■ EXERCISE DATA:
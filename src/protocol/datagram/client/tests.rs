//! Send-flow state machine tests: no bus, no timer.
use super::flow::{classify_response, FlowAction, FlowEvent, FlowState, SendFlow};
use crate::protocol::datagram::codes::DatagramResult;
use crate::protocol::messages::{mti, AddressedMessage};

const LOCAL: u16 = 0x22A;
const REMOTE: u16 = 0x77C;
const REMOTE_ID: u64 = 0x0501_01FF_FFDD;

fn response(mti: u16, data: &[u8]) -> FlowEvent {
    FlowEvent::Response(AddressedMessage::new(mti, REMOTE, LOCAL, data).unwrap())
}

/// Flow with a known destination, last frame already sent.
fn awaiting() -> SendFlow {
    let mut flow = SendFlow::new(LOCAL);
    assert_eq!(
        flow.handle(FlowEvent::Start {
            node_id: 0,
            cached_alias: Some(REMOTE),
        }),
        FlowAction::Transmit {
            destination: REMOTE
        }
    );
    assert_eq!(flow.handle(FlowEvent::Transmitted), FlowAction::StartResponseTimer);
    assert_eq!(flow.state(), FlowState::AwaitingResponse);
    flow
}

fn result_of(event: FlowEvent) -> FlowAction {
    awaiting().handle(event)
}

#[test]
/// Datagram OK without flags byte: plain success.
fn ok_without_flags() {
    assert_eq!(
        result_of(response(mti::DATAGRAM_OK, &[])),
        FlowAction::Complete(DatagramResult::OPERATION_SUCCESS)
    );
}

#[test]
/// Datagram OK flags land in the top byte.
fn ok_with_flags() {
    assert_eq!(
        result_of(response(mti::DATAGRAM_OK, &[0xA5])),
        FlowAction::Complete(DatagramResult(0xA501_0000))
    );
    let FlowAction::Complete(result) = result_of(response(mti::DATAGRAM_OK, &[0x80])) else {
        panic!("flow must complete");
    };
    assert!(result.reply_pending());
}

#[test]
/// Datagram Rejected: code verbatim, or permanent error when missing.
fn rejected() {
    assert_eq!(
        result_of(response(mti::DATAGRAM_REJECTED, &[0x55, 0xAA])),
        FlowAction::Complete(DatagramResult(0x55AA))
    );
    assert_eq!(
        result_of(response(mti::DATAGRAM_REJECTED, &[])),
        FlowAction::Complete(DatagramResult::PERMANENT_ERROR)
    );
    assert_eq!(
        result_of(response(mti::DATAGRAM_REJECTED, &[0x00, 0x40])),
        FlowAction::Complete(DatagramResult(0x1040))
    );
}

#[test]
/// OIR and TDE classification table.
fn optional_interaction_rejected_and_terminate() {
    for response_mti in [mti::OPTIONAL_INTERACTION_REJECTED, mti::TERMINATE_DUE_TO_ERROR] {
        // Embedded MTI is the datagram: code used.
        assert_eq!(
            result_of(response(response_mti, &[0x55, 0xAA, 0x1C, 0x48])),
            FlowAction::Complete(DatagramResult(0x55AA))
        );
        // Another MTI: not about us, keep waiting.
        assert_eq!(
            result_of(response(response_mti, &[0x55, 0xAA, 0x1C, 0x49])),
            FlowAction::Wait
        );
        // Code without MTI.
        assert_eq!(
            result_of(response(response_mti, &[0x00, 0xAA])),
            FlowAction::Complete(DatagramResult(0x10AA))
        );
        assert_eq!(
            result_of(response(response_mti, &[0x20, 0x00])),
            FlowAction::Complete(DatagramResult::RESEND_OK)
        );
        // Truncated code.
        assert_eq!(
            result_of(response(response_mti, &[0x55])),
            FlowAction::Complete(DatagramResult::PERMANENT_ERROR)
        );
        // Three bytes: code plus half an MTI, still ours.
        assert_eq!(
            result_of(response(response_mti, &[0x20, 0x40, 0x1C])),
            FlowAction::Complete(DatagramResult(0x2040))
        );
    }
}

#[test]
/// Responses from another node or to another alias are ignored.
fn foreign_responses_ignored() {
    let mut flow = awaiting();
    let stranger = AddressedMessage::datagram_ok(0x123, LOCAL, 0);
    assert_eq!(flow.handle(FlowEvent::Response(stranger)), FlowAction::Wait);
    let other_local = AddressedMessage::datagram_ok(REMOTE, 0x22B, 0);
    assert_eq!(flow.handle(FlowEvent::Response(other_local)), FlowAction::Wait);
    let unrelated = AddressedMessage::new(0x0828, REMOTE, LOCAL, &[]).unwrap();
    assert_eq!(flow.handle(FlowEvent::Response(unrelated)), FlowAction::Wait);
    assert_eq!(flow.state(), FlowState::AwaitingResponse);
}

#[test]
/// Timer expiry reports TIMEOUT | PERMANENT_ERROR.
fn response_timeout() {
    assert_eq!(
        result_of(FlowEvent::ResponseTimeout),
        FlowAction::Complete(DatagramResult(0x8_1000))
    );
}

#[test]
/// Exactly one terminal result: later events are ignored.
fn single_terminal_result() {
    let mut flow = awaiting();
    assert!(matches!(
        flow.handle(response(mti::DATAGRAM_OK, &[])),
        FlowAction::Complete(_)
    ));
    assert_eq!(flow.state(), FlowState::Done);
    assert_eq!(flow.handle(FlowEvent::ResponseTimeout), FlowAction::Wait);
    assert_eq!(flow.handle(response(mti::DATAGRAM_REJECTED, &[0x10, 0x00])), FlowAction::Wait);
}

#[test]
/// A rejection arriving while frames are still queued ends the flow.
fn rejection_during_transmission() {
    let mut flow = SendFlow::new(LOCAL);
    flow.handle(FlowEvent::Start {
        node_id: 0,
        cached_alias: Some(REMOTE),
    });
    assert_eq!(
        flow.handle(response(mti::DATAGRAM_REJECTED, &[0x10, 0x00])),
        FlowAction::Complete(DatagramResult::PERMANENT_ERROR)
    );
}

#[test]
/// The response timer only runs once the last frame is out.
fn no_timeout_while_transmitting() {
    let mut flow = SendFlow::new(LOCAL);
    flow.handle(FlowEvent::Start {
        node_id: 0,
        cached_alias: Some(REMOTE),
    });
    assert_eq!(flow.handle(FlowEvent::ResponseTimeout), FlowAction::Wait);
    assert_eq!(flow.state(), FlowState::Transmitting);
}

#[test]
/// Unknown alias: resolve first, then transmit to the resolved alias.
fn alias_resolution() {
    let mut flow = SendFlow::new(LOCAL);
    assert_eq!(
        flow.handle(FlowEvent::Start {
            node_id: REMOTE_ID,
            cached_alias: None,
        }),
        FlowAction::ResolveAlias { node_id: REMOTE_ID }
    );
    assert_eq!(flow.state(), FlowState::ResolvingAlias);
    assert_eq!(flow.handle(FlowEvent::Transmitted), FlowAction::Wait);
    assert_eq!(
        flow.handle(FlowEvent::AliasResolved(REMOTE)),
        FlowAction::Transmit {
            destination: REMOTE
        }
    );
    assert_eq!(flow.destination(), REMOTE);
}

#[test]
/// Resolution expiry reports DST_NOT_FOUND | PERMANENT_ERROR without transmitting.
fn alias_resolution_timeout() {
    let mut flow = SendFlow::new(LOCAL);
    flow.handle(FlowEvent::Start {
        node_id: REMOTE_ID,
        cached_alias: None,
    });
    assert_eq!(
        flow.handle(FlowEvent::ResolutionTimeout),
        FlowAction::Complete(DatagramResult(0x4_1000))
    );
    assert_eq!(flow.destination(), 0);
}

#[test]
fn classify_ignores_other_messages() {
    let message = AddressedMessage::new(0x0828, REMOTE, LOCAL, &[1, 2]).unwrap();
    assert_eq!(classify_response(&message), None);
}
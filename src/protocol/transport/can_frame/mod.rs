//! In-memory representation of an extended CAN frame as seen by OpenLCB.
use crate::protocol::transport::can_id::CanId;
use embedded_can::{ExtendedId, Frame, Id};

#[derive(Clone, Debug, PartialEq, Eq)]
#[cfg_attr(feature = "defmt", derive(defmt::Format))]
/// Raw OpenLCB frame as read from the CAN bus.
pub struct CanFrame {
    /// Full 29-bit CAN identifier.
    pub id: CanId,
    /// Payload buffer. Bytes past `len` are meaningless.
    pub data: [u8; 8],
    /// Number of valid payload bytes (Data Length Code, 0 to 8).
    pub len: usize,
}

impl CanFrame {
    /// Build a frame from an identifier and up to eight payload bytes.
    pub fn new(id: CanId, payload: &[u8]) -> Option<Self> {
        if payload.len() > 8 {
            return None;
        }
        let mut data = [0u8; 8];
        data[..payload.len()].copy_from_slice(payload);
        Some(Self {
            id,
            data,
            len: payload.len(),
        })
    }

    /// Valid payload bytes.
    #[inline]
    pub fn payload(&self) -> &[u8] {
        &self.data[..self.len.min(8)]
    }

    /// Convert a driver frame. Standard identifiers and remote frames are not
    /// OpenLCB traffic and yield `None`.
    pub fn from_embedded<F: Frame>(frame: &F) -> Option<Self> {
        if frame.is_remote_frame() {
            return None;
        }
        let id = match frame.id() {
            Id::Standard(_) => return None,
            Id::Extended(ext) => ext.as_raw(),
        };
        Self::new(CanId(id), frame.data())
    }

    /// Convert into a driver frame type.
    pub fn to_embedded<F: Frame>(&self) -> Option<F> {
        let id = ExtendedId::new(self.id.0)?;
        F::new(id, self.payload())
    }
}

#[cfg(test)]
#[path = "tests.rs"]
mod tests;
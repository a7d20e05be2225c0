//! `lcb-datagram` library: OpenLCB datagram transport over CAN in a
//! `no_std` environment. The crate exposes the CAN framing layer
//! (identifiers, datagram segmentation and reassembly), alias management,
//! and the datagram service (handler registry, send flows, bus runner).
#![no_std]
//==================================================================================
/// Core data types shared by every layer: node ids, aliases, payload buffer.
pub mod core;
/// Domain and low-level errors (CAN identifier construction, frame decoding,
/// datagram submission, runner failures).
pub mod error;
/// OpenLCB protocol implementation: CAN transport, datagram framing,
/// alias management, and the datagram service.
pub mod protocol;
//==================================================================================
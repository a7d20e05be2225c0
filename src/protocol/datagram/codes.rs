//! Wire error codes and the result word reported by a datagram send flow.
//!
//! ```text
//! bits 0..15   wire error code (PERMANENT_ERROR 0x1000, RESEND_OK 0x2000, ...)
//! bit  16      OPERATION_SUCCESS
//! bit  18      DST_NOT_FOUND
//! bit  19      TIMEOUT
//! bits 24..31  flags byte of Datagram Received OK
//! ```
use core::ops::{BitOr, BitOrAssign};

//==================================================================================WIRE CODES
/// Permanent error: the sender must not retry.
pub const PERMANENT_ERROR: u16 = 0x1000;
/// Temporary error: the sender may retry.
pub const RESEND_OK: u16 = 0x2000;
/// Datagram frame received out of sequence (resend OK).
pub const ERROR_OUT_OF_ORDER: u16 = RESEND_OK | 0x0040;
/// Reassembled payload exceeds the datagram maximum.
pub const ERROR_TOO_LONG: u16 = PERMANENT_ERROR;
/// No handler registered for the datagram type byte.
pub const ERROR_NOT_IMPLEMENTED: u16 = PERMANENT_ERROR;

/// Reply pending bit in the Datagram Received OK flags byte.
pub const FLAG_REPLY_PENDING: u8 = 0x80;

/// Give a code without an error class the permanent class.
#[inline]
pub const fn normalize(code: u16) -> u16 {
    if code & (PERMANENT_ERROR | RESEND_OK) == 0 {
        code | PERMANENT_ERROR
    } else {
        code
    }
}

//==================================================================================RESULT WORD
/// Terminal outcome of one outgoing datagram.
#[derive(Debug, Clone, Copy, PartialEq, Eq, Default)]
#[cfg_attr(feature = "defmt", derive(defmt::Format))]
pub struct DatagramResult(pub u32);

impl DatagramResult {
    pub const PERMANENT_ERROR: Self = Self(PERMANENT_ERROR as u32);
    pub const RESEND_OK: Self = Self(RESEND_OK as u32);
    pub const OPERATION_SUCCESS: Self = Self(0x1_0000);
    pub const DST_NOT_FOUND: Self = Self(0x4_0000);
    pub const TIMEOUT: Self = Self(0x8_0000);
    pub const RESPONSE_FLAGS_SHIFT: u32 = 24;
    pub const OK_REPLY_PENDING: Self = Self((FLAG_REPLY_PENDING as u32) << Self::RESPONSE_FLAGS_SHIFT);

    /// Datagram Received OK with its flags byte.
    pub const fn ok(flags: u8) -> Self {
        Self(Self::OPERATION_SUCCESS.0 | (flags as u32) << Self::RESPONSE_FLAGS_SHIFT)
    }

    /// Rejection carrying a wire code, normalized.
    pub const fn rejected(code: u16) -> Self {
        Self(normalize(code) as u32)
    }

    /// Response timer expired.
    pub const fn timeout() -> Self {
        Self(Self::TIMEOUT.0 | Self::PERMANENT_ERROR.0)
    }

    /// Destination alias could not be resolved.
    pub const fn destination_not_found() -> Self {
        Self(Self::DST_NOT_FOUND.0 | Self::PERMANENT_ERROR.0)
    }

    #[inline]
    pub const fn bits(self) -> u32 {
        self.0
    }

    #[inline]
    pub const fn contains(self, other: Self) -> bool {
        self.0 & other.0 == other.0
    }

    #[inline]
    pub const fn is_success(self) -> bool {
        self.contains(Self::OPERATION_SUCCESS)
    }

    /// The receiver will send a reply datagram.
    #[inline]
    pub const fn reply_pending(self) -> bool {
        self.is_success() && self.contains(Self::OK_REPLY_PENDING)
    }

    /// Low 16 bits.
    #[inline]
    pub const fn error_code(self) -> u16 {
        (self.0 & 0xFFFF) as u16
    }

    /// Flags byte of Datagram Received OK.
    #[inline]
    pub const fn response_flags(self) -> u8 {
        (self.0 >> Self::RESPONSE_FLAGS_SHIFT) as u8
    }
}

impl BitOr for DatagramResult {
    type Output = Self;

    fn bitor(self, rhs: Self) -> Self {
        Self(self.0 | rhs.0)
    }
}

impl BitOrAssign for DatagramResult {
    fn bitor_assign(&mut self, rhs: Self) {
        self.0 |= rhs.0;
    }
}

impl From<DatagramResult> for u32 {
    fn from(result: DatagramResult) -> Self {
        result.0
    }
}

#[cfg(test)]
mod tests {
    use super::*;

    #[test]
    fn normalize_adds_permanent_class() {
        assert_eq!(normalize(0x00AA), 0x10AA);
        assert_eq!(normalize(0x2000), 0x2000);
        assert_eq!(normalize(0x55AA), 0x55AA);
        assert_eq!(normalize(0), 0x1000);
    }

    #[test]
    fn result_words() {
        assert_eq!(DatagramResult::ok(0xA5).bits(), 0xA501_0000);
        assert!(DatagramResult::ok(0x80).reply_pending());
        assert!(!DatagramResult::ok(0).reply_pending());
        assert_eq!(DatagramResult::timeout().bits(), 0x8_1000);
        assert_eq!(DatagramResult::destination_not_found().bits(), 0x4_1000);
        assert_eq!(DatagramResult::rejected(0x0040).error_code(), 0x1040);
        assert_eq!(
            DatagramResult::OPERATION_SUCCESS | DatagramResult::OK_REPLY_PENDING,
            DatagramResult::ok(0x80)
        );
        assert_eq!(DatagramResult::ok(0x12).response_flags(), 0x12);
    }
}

■ WORK REQUIRED:
Could you copy every line from the records that mentions the word "layer"?

■ ANSWER SECTION:
//! `no_std` environment. The crate exposes the CAN framing layer
/// Core data types shared by every layer: node ids, aliases, payload buffer.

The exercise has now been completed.